Entries taken from a collection:
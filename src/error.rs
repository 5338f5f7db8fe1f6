// ==========================================
// 数据传输系统 - 管道错误类型
// ==========================================
// 工具: thiserror 派生宏
// 分级:
// - 行级错误（校验失败/重复/落库回调失败）不走本类型，记入错误收集器
// - 任务级致命错误: 中止剩余分块，任务置为 failed
// - 请求级错误: 立即拒绝调用方，不修改任务
// ==========================================

use crate::repository::error::RepositoryError;
use thiserror::Error;

/// 传输管道错误类型
#[derive(Error, Debug)]
pub enum TransferError {
    // ===== 文件相关错误 =====
    #[error("文件不存在: {0}")]
    FileNotFound(String),

    #[error("文件格式不支持: {0}（仅支持 .xlsx/.xls/.ods/.csv）")]
    UnsupportedFormat(String),

    #[error("文件读取失败: {0}")]
    FileReadError(String),

    #[error("文件写入失败: {0}")]
    FileWriteError(String),

    #[error("Excel 解析失败: {0}")]
    ExcelParseError(String),

    #[error("CSV 解析失败: {0}")]
    CsvParseError(String),

    // ===== 请求级错误 =====
    #[error("任务不存在: {0}")]
    TaskNotFound(String),

    #[error("未注册的处理器: {0}")]
    UnknownHandler(String),

    #[error("导出任务未审核通过: {0}")]
    ExportNotApproved(String),

    #[error("导出任务正在生成中: {0}")]
    ExportInProgress(String),

    #[error("校验规则无效 (字段 {field}): {message}")]
    InvalidRule { field: String, message: String },

    #[error("请求参数无效: {0}")]
    InvalidRequest(String),

    #[error("创建审核申请失败: {0}")]
    ApprovalRequestFailed(String),

    // ===== 任务级错误 =====
    #[error("分块超限: 分块大小 {chunk_size}，实际读取 {rows} 行")]
    ChunkOverflow { chunk_size: usize, rows: u64 },

    #[error("数据查询失败: {0}")]
    QueryError(String),

    #[error("序列化失败: {0}")]
    SerializationError(String),

    #[error(transparent)]
    Repository(#[from] RepositoryError),

    // ===== 通用错误 =====
    #[error("内部错误: {0}")]
    InternalError(String),

    #[error(transparent)]
    Other(#[from] anyhow::Error),
}

impl TransferError {
    /// 是否为请求级错误（直接拒绝调用方，任务未被修改）
    pub fn is_request_level(&self) -> bool {
        match self {
            TransferError::TaskNotFound(_)
            | TransferError::UnknownHandler(_)
            | TransferError::ExportNotApproved(_)
            | TransferError::ExportInProgress(_)
            | TransferError::InvalidRule { .. }
            | TransferError::InvalidRequest(_)
            | TransferError::ApprovalRequestFailed(_)
            | TransferError::UnsupportedFormat(_)
            | TransferError::FileNotFound(_) => true,
            TransferError::Repository(RepositoryError::NotFound { .. }) => true,
            _ => false,
        }
    }
}

// 实现 From<std::io::Error>
impl From<std::io::Error> for TransferError {
    fn from(err: std::io::Error) -> Self {
        TransferError::FileReadError(err.to_string())
    }
}

// 实现 From<csv::Error>
impl From<csv::Error> for TransferError {
    fn from(err: csv::Error) -> Self {
        TransferError::CsvParseError(err.to_string())
    }
}

// 实现 From<calamine::Error>
impl From<calamine::Error> for TransferError {
    fn from(err: calamine::Error) -> Self {
        TransferError::ExcelParseError(err.to_string())
    }
}

// 实现 From<calamine::XlsxError>（.xlsx 流式读取）
impl From<calamine::XlsxError> for TransferError {
    fn from(err: calamine::XlsxError) -> Self {
        TransferError::ExcelParseError(err.to_string())
    }
}

// 实现 From<rust_xlsxwriter::XlsxError>
impl From<rust_xlsxwriter::XlsxError> for TransferError {
    fn from(err: rust_xlsxwriter::XlsxError) -> Self {
        TransferError::FileWriteError(err.to_string())
    }
}

// 实现 From<serde_json::Error>
impl From<serde_json::Error> for TransferError {
    fn from(err: serde_json::Error) -> Self {
        TransferError::SerializationError(err.to_string())
    }
}

// 实现 From<rusqlite::Error>
impl From<rusqlite::Error> for TransferError {
    fn from(err: rusqlite::Error) -> Self {
        TransferError::Repository(RepositoryError::from(err))
    }
}

/// Result 类型别名
pub type TransferResult<T> = Result<T, TransferError>;

#[cfg(test)]
mod tests {
    use super::*;

    #[test]
    fn test_request_level_classification() {
        assert!(TransferError::ExportNotApproved("t1".into()).is_request_level());
        assert!(TransferError::TaskNotFound("t1".into()).is_request_level());
        assert!(TransferError::Repository(RepositoryError::NotFound {
            entity: "TransferTask".into(),
            id: "x".into()
        })
        .is_request_level());

        assert!(!TransferError::CsvParseError("bad".into()).is_request_level());
        assert!(!TransferError::QueryError("boom".into()).is_request_level());
    }

    #[test]
    fn test_io_error_maps_to_read_error() {
        let err: TransferError =
            std::io::Error::new(std::io::ErrorKind::PermissionDenied, "denied").into();
        assert!(matches!(err, TransferError::FileReadError(_)));
    }
}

**Work request**.
Only lines of the data holding the word "FileWriteError" go in the answer. Please copy each of them.

**Written answer**.
    FileWriteError(String),
        TransferError::FileWriteError(err.to_string())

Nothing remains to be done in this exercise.